Mumbai: State Bank of India (SBI), the country’s biggest lender, may decide Thursday on further increases in lending rates to pass on the burden of the rising cost of funds to customers.
The state-run bank’s asset liability committee (ALCO) is meeting today on this issue, according to people familiar with the development.
The lender is contemplating a rise in the lending rate by at least 25 basis points (bps) with a view to protecting its margins to offset the impact of successive rate hikes by the Reserve Bank of India (RBI).
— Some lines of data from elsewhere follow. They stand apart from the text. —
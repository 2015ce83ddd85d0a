//! Stable hashing for plan nodes.

use blake3::Hasher;
use serde::{Deserialize, Serialize};

#[derive(Debug, Clone, Copy, PartialEq, Eq, Hash, Serialize, Deserialize)]
pub struct Hash256(pub [u8; 32]);

impl Hash256 {
    pub fn to_hex(&self) -> String {
        let mut s = String::with_capacity(64);
        for b in &self.0 {
            use std::fmt::Write as _;
            let _ = write!(&mut s, "{:02x}", b);
        }
        s
    }
}

impl std::fmt::Display for Hash256 {
    fn fmt(&self, f: &mut std::fmt::Formatter<'_>) -> std::fmt::Result {
        write!(f, "{}", self.to_hex())
    }
}

/// Hash a sequence of byte chunks with length framing, so that chunk
/// boundaries cannot be shifted to forge a collision.
pub fn hash_chunks<'a>(chunks: impl IntoIterator<Item = &'a [u8]>) -> Hash256 {
    let mut h = Hasher::new();
    for chunk in chunks {
        h.update(&(chunk.len() as u64).to_le_bytes());
        h.update(chunk);
    }
    Hash256(h.finalize().into())
}
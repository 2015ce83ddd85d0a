#![forbid(unsafe_code)]
//! quarry-exec: the segment-parallel query driver.
//!
//! The driver clones one operator tree per segment, fans the clones out over
//! a rayon pool, and stitches the per-segment outputs back together in
//! segment order. Reductions get one extra merge step: segment workers emit
//! partial aggregator states, and the driver folds those into the final row.

pub mod engine;
pub mod segments;

pub use engine::{QueryEngine, QueryOutput};
pub use segments::{plan_segments, source_domain, SourceDomain};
One bps is one hundredth of a percentage point.
To contain inflation, the RBI has raised its key policy rates 11 times since March 2010, from 3.25% to 8%, thereby giving a signal to banks to increase lending rates and curb demand in the system.
Since July 2010, most Indian banks have raised loan rates by 225 bps.
SBI last raised rates on 11 July when the base rate, or the minimum lending rate, was increased by 25 bps to 9.5%. The benchmark prime lending rate was lifted by a similar amount to 14.25%.
SBI has also raised savings deposit rates by 1 percentage point across all maturities.
ICICI Bank Ltd, the largest private lender, raised its base rate by 25 bps in July to 9.5%. The lender also increased its BPLR to 18.25%.